Cybersecurity of Critical Infrastructure
The Executive Order provides that agencies will take actions both relating to the protection of critical infrastructure in general and to specific sectors and issues. At a general level, the order provides that the Secretary of Defense, the Attorney General, the Director of National Intelligence, and the Director of the FBI, and the heads of the appropriate agencies, including the Department of Health and Human Services, will identify “authorities and capabilities” agencies could use to support “critical infrastructure entities.” The order also directs the Secretaries of Commerce and Homeland Security to examine the market transparency of the cybersecurity risk management practices by critical infrastructure entities, and provide a report within 90 days.
At a sector-specific level, the Executive Order also addresses cybersecurity for the energy and defense sectors. The order stipulates that the Secretaries of Homeland Security and of Energy are to assess and provide a report within 90 days on the vulnerability of the energy sector, and the possibility for a “prolonged power outage” resulting from a cyber incident. With regard to defense, the Secretaries of Defense and of Homeland Security, and the Director of the FBI, are instructed to provide a classified report on the cybersecurity risks and recommendations for the defense industrial base, including supply chain and military platforms, systems, networks, and capabilities.
Finally, the order also specifically addresses the threat posed by botnets and other automated, distributed threats, providing that the Secretaries of Commerce and of Homeland Security shall take steps to reduce such threats by identifying and promoting actions by appropriate stakeholders, including private sector entities. The two agencies are to provide a preliminary report within 240 days. Threats posed by botnets have become increasingly prevalent as malware such as Mirai exploit “Internet of Things” devices (e.g., smart TVs, web cameras) to launch cyberattacks. This month, the WannaCry ransomware computer worm infected more than 230,000 computers in 150 countries, locking users out of their data and demanding a payment in exchange for the restoration of files.

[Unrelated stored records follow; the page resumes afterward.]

//! Schema Store: the ordered feature-column list the model was trained
//! against.
//!
//! The column order is load-bearing. Every feature vector handed to the
//! model must follow it exactly, so the schema is loaded once, validated,
//! and never mutated afterwards.

use crate::error::EngineError;
use homeval_domain::constants::RESERVED_COLUMNS;
use serde::Deserialize;
use std::fs;
use std::path::Path;
use tracing::{info, warn};

/// Expected names of the reserved numeric columns, in schema order.
const RESERVED_NAMES: [&str; RESERVED_COLUMNS] = ["total_sqft", "bath", "bhk"];

/// On-disk shape of the columns artifact.
#[derive(Debug, Deserialize)]
struct ColumnsFile {
    data_columns: Vec<String>,
}

/// The ordered feature-name list, immutable for the process lifetime.
///
/// Positions `0..3` are `total_sqft`, `bath`, `bhk`; everything after is a
/// lower-cased location indicator.
#[derive(Debug, Clone)]
pub struct ColumnSchema {
    columns: Vec<String>,
}

impl ColumnSchema {
    /// Loads the schema from a `columns.json` artifact.
    ///
    /// # Errors
    /// * [`EngineError::ArtifactMissing`] if the file is absent.
    /// * [`EngineError::ArtifactMalformed`] if it cannot be parsed into an
    ///   ordered list of names, or the list is shorter than the reserved
    ///   prefix.
    pub fn load(path: impl AsRef<Path>) -> Result<Self, EngineError> {
        let path = path.as_ref();
        let raw = fs::read_to_string(path)
            .map_err(|_| EngineError::ArtifactMissing { path: path.to_path_buf() })?;

        let file: ColumnsFile =
            serde_json::from_str(&raw).map_err(|e| EngineError::ArtifactMalformed {
                path: path.to_path_buf(),
                message: e.to_string(),
            })?;

        Self::from_columns(file.data_columns).map_err(|message| EngineError::ArtifactMalformed {
            path: path.to_path_buf(),
            message,
        })
    }

    /// Builds a schema from an already-materialized column list.
    ///
    /// # Errors
    /// Returns a description of the problem if the list is shorter than the
    /// reserved numeric prefix.
    pub fn from_columns(columns: Vec<String>) -> Result<Self, String> {
        if columns.len() < RESERVED_COLUMNS {
            return Err(format!(
                "expected at least {RESERVED_COLUMNS} columns, got {}",
                columns.len()
            ));
        }

        for (i, expected) in RESERVED_NAMES.iter().enumerate() {
            if columns[i] != *expected {
                warn!(
                    position = i,
                    found = %columns[i],
                    expected,
                    "schema reserved column name differs from convention"
                );
            }
        }

        info!(
            columns = columns.len(),
            locations = columns.len() - RESERVED_COLUMNS,
            "column schema loaded"
        );

        Ok(Self { columns })
    }

    /// All feature columns, in training order.
    #[must_use]
    pub fn columns(&self) -> &[String] {
        &self.columns
    }

    /// The location indicator names: everything after the reserved prefix.
    #[must_use]
    pub fn locations(&self) -> &[String] {
        &self.columns[RESERVED_COLUMNS..]
    }

    /// Width of the feature vectors this schema describes.
    #[must_use]
    pub fn size(&self) -> usize {
        self.columns.len()
    }

    /// Position of a column by name, matched exactly after ASCII
    /// lower-casing. Absence is a normal outcome, not an error.
    ///
    /// Surrounding whitespace is deliberately not trimmed; the schema is
    /// produced by the training pipeline with already-normalized names.
    #[must_use]
    pub fn position(&self, name: &str) -> Option<usize> {
        let needle = name.to_ascii_lowercase();
        self.columns.iter().position(|c| *c == needle)
    }
}

#[cfg(test)]
mod tests {
    use super::*;

    fn sample() -> ColumnSchema {
        ColumnSchema::from_columns(vec![
            "total_sqft".to_owned(),
            "bath".to_owned(),
            "bhk".to_owned(),
            "indira nagar".to_owned(),
            "whitefield".to_owned(),
        ])
        .expect("sample schema")
    }

    #[test]
    fn locations_are_the_tail_of_the_columns() {
        let schema = sample();
        assert_eq!(schema.size(), 5);
        assert_eq!(schema.locations(), ["indira nagar", "whitefield"]);
    }

    #[test]
    fn position_is_case_insensitive_exact() {
        let schema = sample();
        assert_eq!(schema.position("Whitefield"), Some(4));
        assert_eq!(schema.position("WHITEFIELD"), Some(4));
        // No whitespace normalization: exact match after lower-casing only.
        assert_eq!(schema.position(" whitefield "), None);
        assert_eq!(schema.position("unknown place"), None);
    }

    #[test]
    fn too_few_columns_is_rejected() {
        let err = ColumnSchema::from_columns(vec!["total_sqft".to_owned()]).unwrap_err();
        assert!(err.contains("at least 3"));
    }
}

Accordingly, organizations that operate critical infrastructure may expect increased engagement and scrutiny from federal agencies regarding their cybersecurity practices. This is particularly true for organizations in the energy, communications, and defense industrial base sectors. Critical infrastructure entities are organizations in sectors whose “assets, systems, and networks, whether physical or virtual, are considered so vital to the United States that their incapacitation or destruction would have a debilitating effect on security, national economic security, national public health or safety, or any combination thereof.” These sectors were identified in Presidential Policy Directive 21 (PPD-21) and include, in addition to the sectors mentioned above, financial services, critical manufacturing, health care and public health, and transportation systems.

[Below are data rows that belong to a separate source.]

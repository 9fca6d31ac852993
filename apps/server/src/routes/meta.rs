use crate::state::ApiState;
use axum::extract::State;
use axum::http::header;
use axum::{Json, response::IntoResponse};
use homeval_domain::constants::SYSTEM_TAG;
use serde::Serialize;
use std::sync::LazyLock;
use std::time::Instant;
use utoipa::ToSchema;

/// Service metadata returned by the home endpoint.
#[derive(Debug, Serialize, ToSchema)]
pub(crate) struct ServiceInfo {
    message: &'static str,
    status: &'static str,
    version: &'static str,
    total_locations: usize,
    endpoints: EndpointCatalogue,
    example_request: ExampleRequest,
}

#[derive(Debug, Serialize, ToSchema)]
struct EndpointCatalogue {
    home: &'static str,
    get_locations: &'static str,
    predict: &'static str,
}

#[derive(Debug, Serialize, ToSchema)]
struct ExampleRequest {
    url: &'static str,
    method: &'static str,
    body: ExampleBody,
}

#[derive(Debug, Serialize, ToSchema)]
struct ExampleBody {
    total_sqft: u32,
    location: &'static str,
    bhk: u32,
    bath: u32,
}

#[utoipa::path(
    get,
    path = "/",
    responses((status = OK, description = "Service metadata", body = ServiceInfo)),
    tag = SYSTEM_TAG,
)]
pub(crate) async fn service_info(State(state): State<ApiState>) -> Json<ServiceInfo> {
    Json(ServiceInfo {
        message: "Home Price Estimation API",
        status: "running",
        version: env!("CARGO_PKG_VERSION"),
        total_locations: state.estimator.locations().len(),
        endpoints: EndpointCatalogue {
            home: "/ [GET]",
            get_locations: "/get_location_names [GET]",
            predict: "/predict_home_price [POST]",
        },
        example_request: ExampleRequest {
            url: "/predict_home_price",
            method: "POST",
            body: ExampleBody {
                total_sqft: 1000,
                location: "1st Phase JP Nagar",
                bhk: 2,
                bath: 2,
            },
        },
    })
}

/// Health check response
#[derive(Debug, Serialize, ToSchema)]
pub(crate) struct HealthResponse {
    /// Status
    status: &'static str,
    /// Version
    version: &'static str,
    /// Uptime in seconds
    uptime: u64,
}

static START_TIME: LazyLock<Instant> = LazyLock::new(Instant::now);

#[utoipa::path(
    get,
    path = "/health",
    responses((status = OK, description = "Healthcheck endpoint", body = HealthResponse)),
    tag = SYSTEM_TAG,
)]
pub(crate) async fn health_handler() -> impl IntoResponse {
    let body = HealthResponse {
        status: "up",
        version: env!("CARGO_PKG_VERSION"),
        uptime: START_TIME.elapsed().as_secs(),
    };

    (
        [
            (header::CACHE_CONTROL, "no-store, no-cache, must-revalidate"),
            (header::PRAGMA, "no-cache"),
        ],
        Json(body),
    )
}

Cybersecurity of Federal Networks
The Executive Order furthermore addresses federal agencies’ own cybersecurity risk management and IT modernization. The order requires agencies to use the “Framework for Improving Critical Infrastructure Cybersecurity,” published by the National Institute of Standards and Technology (NIST) to manage cybersecurity risk, and to provide a risk-management report detailing their plan to implement the framework within 90 days. The NIST Framework is a set of industry standards and best practices intended to help organizations manage cybersecurity risk in a cost-effective way. With regard to IT modernization, the order directs agencies to show preference in procurement for shared IT services, such as email, cloud, and cybersecurity services, and instructs the Director of the American Technology Council to provide a report on the modernization of federal IT within 90 days.

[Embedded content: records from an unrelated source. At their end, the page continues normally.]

//! The subset of the GL API the helpers are written against.
//!
//! [`GraphicsContext`] is implemented for every [`glow::HasContext`], so a
//! [`glow::Context`] created from a WebGL1 context on wasm32, or from a
//! native loader on desktop, can be passed straight to the helpers.
//!
//! The context carries ambient state shared by every caller on the
//! rendering thread. Three methods change it:
//!
//! - [`use_program`](GraphicsContext::use_program) replaces the current
//!   program,
//! - [`active_texture`](GraphicsContext::active_texture) selects the current
//!   texture unit,
//! - [`bind_texture`](GraphicsContext::bind_texture) replaces the texture
//!   bound to the current unit.
//!
//! No locking is done anywhere in the crate; callers serialize their own use
//! of a context.

use std::fmt::Debug;

use glow::{HasContext, PixelUnpackData};

use crate::error::{Error, Result};

/// Upper bound on error flags drained in one go. A context can hold one flag
/// per error kind, so this is never reached by a conforming driver.
const MAX_PENDING_ERRORS: usize = 32;

/// GL object creation, configuration and deletion.
///
/// Method names and arguments follow the GL entry points they wrap.
///
/// # Safety
///
/// Every method issues a raw GL call. Callers must ensure the context is
/// current on this thread and that handles passed in were created by this
/// context.
pub trait GraphicsContext {
    /// Shader object handle.
    type Shader: Copy + Debug + PartialEq;
    /// Program object handle.
    type Program: Copy + Debug + PartialEq;
    /// Texture object handle.
    type Texture: Copy + Debug + PartialEq;
    /// Buffer object handle.
    type Buffer: Copy + Debug + PartialEq;

    /// `createShader`. Errors carry the driver message.
    unsafe fn create_shader(&self, shader_type: u32) -> Result<Self::Shader, String>;
    /// `shaderSource`.
    unsafe fn shader_source(&self, shader: Self::Shader, source: &str);
    /// `compileShader`.
    unsafe fn compile_shader(&self, shader: Self::Shader);
    /// `getShaderParameter(COMPILE_STATUS)`.
    unsafe fn shader_compile_status(&self, shader: Self::Shader) -> bool;
    /// `getShaderInfoLog`.
    unsafe fn shader_info_log(&self, shader: Self::Shader) -> String;
    /// `deleteShader`.
    unsafe fn delete_shader(&self, shader: Self::Shader);

    /// `createProgram`. Errors carry the driver message.
    unsafe fn create_program(&self) -> Result<Self::Program, String>;
    /// `attachShader`.
    unsafe fn attach_shader(&self, program: Self::Program, shader: Self::Shader);
    /// `detachShader`.
    unsafe fn detach_shader(&self, program: Self::Program, shader: Self::Shader);
    /// `linkProgram`.
    unsafe fn link_program(&self, program: Self::Program);
    /// `getProgramParameter(LINK_STATUS)`.
    unsafe fn program_link_status(&self, program: Self::Program) -> bool;
    /// `getProgramInfoLog`.
    unsafe fn program_info_log(&self, program: Self::Program) -> String;
    /// `useProgram`. Replaces the context's current program.
    unsafe fn use_program(&self, program: Option<Self::Program>);
    /// `deleteProgram`.
    unsafe fn delete_program(&self, program: Self::Program);

    /// `createTexture`. Errors carry the driver message.
    unsafe fn create_texture(&self) -> Result<Self::Texture, String>;
    /// `activeTexture`. Selects the context's current texture unit.
    unsafe fn active_texture(&self, unit: u32);
    /// `bindTexture`. Replaces the texture bound to the current unit.
    unsafe fn bind_texture(&self, target: u32, texture: Option<Self::Texture>);
    /// `texParameteri`.
    unsafe fn tex_parameter_i32(&self, target: u32, parameter: u32, value: i32);
    /// `texImage2D` at level 0 with `RGBA`/`UNSIGNED_BYTE` pixel data.
    unsafe fn tex_image_2d_rgba(&self, target: u32, width: i32, height: i32, pixels: &[u8]);
    /// `deleteTexture`.
    unsafe fn delete_texture(&self, texture: Self::Texture);

    /// `deleteBuffer`.
    unsafe fn delete_buffer(&self, buffer: Self::Buffer);

    /// `getError`. Returns and clears one pending error flag.
    unsafe fn get_error(&self) -> u32;
}

impl<T: HasContext> GraphicsContext for T {
    type Shader = T::Shader;
    type Program = T::Program;
    type Texture = T::Texture;
    type Buffer = T::Buffer;

    unsafe fn create_shader(&self, shader_type: u32) -> Result<Self::Shader, String> {
        unsafe { HasContext::create_shader(self, shader_type) }
    }

    unsafe fn shader_source(&self, shader: Self::Shader, source: &str) {
        unsafe { HasContext::shader_source(self, shader, source) }
    }

    unsafe fn compile_shader(&self, shader: Self::Shader) {
        unsafe { HasContext::compile_shader(self, shader) }
    }

    unsafe fn shader_compile_status(&self, shader: Self::Shader) -> bool {
        unsafe { HasContext::get_shader_compile_status(self, shader) }
    }

    unsafe fn shader_info_log(&self, shader: Self::Shader) -> String {
        unsafe { HasContext::get_shader_info_log(self, shader) }
    }

    unsafe fn delete_shader(&self, shader: Self::Shader) {
        unsafe { HasContext::delete_shader(self, shader) }
    }

    unsafe fn create_program(&self) -> Result<Self::Program, String> {
        unsafe { HasContext::create_program(self) }
    }

    unsafe fn attach_shader(&self, program: Self::Program, shader: Self::Shader) {
        unsafe { HasContext::attach_shader(self, program, shader) }
    }

    unsafe fn detach_shader(&self, program: Self::Program, shader: Self::Shader) {
        unsafe { HasContext::detach_shader(self, program, shader) }
    }

    unsafe fn link_program(&self, program: Self::Program) {
        unsafe { HasContext::link_program(self, program) }
    }

    unsafe fn program_link_status(&self, program: Self::Program) -> bool {
        unsafe { HasContext::get_program_link_status(self, program) }
    }

    unsafe fn program_info_log(&self, program: Self::Program) -> String {
        unsafe { HasContext::get_program_info_log(self, program) }
    }

    unsafe fn use_program(&self, program: Option<Self::Program>) {
        unsafe { HasContext::use_program(self, program) }
    }

    unsafe fn delete_program(&self, program: Self::Program) {
        unsafe { HasContext::delete_program(self, program) }
    }

    unsafe fn create_texture(&self) -> Result<Self::Texture, String> {
        unsafe { HasContext::create_texture(self) }
    }

    unsafe fn active_texture(&self, unit: u32) {
        unsafe { HasContext::active_texture(self, unit) }
    }

    unsafe fn bind_texture(&self, target: u32, texture: Option<Self::Texture>) {
        unsafe { HasContext::bind_texture(self, target, texture) }
    }

    unsafe fn tex_parameter_i32(&self, target: u32, parameter: u32, value: i32) {
        unsafe { HasContext::tex_parameter_i32(self, target, parameter, value) }
    }

    unsafe fn tex_image_2d_rgba(&self, target: u32, width: i32, height: i32, pixels: &[u8]) {
        // GL constant values are small enough that the cast is always safe.
        #[expect(clippy::cast_possible_wrap)]
        unsafe {
            HasContext::tex_image_2d(
                self,
                target,
                0,
                glow::RGBA as i32,
                width,
                height,
                0,
                glow::RGBA,
                glow::UNSIGNED_BYTE,
                PixelUnpackData::Slice(Some(pixels)),
            );
        }
    }

    unsafe fn delete_texture(&self, texture: Self::Texture) {
        unsafe { HasContext::delete_texture(self, texture) }
    }

    unsafe fn delete_buffer(&self, buffer: Self::Buffer) {
        unsafe { HasContext::delete_buffer(self, buffer) }
    }

    unsafe fn get_error(&self) -> u32 {
        unsafe { HasContext::get_error(self) }
    }
}

/// Read and clear every pending error flag on the context.
///
/// Returns the flags in the order the driver reported them; an empty vector
/// means the context had no pending errors.
///
/// # Safety
///
/// Requires a valid, current GL context.
pub unsafe fn take_driver_errors<G: GraphicsContext>(gl: &G) -> Vec<u32> {
    let mut errors = Vec::new();
    while errors.len() < MAX_PENDING_ERRORS {
        let code = unsafe { gl.get_error() };
        if code == glow::NO_ERROR {
            break;
        }
        errors.push(code);
    }
    errors
}

/// Fail with [`Error::Driver`] if the call just issued raised an error flag.
///
/// # Safety
///
/// Requires a valid, current GL context.
pub(crate) unsafe fn check_call<G: GraphicsContext>(gl: &G, call: &'static str) -> Result<()> {
    match unsafe { gl.get_error() } {
        glow::NO_ERROR => Ok(()),
        code => Err(Error::Driver { call, code }),
    }
}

Cybersecurity for the Nation
Finally, the Executive Order addresses several public policy issues relating to cybersecurity, including cybersecurity workforce development and international cooperation. The order directs the Secretary of State and several other agencies to provide a report documenting an engagement strategy for international cooperation in cybersecurity in 90 days. Likewise, the order directs that the Secretaries of Commerce and Homeland Security produce a report within 120 days assessing efforts to educate and train the American cybersecurity workforce, and providing recommendations. The Director of National Intelligence and the Secretary of Defense are similarly directed to produce their own reports respectively examining foreign cybersecurity workforce development practices, and assessing the sufficiency of U.S. efforts in maintaining its advantage in national cybersecurity capabilities.